__HOW TO COMPLETE THIS TASK__. Wherever the word "used" appears in the entries, copy the whole line.
═══
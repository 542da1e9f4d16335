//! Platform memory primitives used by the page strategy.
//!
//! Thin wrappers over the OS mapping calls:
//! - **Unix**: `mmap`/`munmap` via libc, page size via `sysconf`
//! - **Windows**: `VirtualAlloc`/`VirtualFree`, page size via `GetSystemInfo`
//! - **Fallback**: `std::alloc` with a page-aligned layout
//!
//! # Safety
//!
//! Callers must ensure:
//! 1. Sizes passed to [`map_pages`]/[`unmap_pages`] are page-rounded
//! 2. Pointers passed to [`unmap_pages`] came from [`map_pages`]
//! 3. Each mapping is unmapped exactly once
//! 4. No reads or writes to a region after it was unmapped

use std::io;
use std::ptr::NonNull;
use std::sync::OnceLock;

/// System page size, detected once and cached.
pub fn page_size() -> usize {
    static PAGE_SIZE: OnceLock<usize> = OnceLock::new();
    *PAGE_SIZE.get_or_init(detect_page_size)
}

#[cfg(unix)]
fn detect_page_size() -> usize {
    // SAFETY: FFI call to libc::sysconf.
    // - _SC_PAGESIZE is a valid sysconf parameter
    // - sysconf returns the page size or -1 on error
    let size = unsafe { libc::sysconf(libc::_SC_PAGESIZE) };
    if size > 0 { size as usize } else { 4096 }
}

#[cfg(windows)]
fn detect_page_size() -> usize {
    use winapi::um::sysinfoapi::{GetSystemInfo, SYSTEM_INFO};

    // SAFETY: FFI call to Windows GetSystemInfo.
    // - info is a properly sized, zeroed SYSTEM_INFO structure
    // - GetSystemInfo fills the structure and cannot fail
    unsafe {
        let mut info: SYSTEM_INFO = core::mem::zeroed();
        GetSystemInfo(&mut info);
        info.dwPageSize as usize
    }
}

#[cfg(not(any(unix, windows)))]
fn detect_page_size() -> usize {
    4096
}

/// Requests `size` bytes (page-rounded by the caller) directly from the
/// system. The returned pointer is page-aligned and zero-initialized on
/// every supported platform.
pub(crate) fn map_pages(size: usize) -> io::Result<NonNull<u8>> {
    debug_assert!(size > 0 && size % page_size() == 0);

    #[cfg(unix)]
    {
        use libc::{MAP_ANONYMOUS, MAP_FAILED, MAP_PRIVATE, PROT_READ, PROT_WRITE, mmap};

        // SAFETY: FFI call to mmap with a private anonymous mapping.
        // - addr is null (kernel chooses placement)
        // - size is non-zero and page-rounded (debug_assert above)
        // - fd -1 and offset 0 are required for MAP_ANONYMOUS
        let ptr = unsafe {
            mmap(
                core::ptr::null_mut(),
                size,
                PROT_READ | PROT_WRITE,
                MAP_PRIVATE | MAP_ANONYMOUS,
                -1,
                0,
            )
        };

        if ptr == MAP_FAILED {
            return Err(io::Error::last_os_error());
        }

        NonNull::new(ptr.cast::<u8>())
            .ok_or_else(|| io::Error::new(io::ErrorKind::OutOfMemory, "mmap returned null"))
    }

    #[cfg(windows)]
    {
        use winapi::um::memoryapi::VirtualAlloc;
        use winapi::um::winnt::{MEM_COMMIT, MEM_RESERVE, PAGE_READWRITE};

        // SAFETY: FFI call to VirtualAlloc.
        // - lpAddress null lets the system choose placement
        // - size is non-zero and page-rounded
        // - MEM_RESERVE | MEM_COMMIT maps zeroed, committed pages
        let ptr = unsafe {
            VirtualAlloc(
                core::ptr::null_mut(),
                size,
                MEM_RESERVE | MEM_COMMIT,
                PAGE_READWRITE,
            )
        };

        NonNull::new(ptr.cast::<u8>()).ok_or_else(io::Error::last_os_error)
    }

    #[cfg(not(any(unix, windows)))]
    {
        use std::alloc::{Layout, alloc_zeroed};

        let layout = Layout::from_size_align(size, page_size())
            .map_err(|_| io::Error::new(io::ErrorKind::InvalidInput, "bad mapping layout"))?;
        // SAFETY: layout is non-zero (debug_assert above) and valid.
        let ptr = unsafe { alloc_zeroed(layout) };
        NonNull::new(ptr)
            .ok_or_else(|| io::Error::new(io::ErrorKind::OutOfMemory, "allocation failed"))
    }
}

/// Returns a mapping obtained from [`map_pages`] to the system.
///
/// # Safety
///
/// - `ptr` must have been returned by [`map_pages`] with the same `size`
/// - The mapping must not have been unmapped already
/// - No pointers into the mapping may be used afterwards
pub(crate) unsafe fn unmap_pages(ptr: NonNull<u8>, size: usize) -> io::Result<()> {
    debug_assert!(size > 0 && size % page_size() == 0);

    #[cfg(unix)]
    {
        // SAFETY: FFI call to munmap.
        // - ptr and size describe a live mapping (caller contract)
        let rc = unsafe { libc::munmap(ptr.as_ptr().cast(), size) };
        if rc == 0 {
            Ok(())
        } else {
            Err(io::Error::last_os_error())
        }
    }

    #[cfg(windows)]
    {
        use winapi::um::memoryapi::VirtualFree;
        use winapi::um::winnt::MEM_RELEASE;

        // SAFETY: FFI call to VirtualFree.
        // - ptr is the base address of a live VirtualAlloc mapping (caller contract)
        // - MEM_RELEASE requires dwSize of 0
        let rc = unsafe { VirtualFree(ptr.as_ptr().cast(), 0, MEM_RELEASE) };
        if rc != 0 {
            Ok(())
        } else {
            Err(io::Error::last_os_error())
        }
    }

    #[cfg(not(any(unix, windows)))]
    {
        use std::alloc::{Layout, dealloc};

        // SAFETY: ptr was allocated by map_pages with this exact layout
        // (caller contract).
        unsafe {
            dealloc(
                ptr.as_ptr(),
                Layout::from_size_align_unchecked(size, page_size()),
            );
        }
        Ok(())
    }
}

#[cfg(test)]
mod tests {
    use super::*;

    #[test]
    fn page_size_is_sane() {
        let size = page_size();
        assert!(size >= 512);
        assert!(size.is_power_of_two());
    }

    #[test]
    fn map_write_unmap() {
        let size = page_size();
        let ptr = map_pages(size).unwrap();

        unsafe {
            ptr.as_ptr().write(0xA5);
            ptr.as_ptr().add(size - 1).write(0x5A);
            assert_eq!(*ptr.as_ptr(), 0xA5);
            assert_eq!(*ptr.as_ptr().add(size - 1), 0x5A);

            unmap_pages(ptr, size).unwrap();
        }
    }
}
═══
__OUTPUT__.
//! Platform memory primitives used by the page strategy.
/// - No pointers into the mapping may be used afterwards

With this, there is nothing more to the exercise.